§ **Aim of the exercise**
Find the line with "fn seek(&mut self, position: f64)" in the entries below, then reproduce it and every line after it down to and including the line with "pub fn tracks(n: usize)", exactly.

§ **Records to use**
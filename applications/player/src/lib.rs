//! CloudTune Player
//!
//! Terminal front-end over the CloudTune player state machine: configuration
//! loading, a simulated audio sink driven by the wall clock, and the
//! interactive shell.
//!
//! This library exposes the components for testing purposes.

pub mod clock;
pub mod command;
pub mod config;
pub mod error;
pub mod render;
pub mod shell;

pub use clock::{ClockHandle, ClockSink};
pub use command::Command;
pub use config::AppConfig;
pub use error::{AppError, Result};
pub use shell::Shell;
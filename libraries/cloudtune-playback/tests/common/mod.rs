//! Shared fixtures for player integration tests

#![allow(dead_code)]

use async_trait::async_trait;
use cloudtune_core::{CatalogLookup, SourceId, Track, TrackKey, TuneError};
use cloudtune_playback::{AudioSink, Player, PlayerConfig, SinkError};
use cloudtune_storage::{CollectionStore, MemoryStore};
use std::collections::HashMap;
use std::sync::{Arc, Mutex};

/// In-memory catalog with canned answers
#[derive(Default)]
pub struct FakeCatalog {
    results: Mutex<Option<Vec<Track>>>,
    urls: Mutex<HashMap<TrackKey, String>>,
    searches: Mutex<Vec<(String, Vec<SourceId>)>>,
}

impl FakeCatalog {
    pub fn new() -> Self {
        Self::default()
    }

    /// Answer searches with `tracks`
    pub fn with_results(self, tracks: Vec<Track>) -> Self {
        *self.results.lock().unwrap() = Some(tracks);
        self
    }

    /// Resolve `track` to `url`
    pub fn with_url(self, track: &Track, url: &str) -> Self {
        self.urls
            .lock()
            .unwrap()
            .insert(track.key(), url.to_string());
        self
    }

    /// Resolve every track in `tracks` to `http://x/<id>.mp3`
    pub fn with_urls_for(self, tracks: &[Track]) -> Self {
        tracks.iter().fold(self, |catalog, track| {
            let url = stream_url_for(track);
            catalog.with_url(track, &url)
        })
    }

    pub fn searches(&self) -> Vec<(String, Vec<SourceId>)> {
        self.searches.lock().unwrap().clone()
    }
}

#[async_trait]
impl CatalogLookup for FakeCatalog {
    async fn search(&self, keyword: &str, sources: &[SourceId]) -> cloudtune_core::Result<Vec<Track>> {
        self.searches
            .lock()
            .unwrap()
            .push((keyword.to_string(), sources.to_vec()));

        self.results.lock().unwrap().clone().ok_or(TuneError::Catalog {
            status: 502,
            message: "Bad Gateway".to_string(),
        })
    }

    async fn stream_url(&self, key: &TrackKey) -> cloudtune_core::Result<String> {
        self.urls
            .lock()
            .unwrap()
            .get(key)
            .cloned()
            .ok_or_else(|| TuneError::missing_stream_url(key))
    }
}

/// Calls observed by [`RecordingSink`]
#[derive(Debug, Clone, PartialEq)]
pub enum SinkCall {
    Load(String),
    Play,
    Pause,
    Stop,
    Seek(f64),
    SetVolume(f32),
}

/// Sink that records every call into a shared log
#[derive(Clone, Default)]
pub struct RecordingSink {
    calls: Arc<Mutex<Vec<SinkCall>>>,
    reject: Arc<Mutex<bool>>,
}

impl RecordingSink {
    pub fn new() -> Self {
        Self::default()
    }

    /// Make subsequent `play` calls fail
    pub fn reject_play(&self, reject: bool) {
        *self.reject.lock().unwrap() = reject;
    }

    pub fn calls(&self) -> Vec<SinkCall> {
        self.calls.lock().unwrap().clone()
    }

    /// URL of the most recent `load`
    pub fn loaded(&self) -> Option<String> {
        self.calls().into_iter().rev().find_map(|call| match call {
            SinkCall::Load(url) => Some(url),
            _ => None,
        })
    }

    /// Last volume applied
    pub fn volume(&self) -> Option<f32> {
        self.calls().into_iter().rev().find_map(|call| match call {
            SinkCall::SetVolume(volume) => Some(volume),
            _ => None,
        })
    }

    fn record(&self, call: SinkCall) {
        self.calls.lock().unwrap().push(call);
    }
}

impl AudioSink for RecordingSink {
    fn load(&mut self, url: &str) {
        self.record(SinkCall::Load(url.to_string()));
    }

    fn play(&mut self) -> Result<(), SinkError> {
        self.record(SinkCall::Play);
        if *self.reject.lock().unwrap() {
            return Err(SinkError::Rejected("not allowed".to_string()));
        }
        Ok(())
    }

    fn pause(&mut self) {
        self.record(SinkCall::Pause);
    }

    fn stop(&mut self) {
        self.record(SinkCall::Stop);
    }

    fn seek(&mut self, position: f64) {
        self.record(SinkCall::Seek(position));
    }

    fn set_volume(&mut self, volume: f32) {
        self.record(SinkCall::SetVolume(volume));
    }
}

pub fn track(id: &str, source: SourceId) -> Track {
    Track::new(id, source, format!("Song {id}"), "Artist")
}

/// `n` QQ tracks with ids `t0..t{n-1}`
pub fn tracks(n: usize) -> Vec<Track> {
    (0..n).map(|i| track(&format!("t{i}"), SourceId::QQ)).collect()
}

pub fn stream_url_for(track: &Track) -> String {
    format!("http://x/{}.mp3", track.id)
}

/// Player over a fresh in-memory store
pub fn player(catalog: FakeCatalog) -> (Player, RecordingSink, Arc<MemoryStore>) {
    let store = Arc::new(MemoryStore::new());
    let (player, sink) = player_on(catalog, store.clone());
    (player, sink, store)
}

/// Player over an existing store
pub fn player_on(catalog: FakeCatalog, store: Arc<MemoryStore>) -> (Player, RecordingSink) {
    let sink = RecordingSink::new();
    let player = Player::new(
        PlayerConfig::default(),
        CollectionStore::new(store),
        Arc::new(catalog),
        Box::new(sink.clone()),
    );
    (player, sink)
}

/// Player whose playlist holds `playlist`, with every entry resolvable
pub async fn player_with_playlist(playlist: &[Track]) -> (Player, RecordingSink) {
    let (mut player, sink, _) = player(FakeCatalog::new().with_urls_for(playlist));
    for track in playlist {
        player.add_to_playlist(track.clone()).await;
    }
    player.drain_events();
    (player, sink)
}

...

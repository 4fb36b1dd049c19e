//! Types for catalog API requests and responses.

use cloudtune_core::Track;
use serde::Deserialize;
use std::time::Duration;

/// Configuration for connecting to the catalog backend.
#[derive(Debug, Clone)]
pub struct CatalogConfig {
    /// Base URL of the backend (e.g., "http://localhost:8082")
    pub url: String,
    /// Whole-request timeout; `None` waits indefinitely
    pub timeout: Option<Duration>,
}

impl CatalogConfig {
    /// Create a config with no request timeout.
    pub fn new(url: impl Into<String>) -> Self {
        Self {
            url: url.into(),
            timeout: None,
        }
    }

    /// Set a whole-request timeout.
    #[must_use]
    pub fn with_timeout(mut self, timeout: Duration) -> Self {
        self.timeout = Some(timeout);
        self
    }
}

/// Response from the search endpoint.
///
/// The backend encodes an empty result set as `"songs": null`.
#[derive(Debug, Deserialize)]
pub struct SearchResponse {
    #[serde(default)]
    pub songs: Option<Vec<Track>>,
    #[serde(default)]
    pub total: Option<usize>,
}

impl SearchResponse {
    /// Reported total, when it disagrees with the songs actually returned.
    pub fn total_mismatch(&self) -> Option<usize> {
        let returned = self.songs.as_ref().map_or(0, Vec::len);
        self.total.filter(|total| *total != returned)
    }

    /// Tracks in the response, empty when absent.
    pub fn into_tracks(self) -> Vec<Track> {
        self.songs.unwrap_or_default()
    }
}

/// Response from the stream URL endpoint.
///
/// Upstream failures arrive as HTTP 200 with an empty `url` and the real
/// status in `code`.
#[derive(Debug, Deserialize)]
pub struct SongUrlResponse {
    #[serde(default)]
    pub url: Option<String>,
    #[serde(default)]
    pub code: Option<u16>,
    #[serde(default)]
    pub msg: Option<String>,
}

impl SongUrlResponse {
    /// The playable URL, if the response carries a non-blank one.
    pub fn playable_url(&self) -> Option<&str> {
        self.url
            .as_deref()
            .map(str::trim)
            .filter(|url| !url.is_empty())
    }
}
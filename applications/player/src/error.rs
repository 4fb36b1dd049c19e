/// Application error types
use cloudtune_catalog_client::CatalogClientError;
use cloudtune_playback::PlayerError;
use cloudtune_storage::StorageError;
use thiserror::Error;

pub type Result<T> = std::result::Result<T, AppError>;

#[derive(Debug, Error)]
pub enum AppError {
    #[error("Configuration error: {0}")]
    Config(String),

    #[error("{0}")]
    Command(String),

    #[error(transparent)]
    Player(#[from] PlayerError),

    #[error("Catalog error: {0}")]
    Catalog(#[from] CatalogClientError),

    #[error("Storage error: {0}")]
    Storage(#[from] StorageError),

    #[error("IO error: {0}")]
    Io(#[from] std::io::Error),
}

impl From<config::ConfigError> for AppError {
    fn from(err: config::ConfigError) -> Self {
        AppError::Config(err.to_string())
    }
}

§ **Output**
    fn seek(&mut self, position: f64) {
        self.record(SinkCall::Seek(position));
    }

    fn set_volume(&mut self, volume: f32) {
        self.record(SinkCall::SetVolume(volume));
    }
}

pub fn track(id: &str, source: SourceId) -> Track {
    Track::new(id, source, format!("Song {id}"), "Artist")
}

/// `n` QQ tracks with ids `t0..t{n-1}`
pub fn tracks(n: usize) -> Vec<Track> {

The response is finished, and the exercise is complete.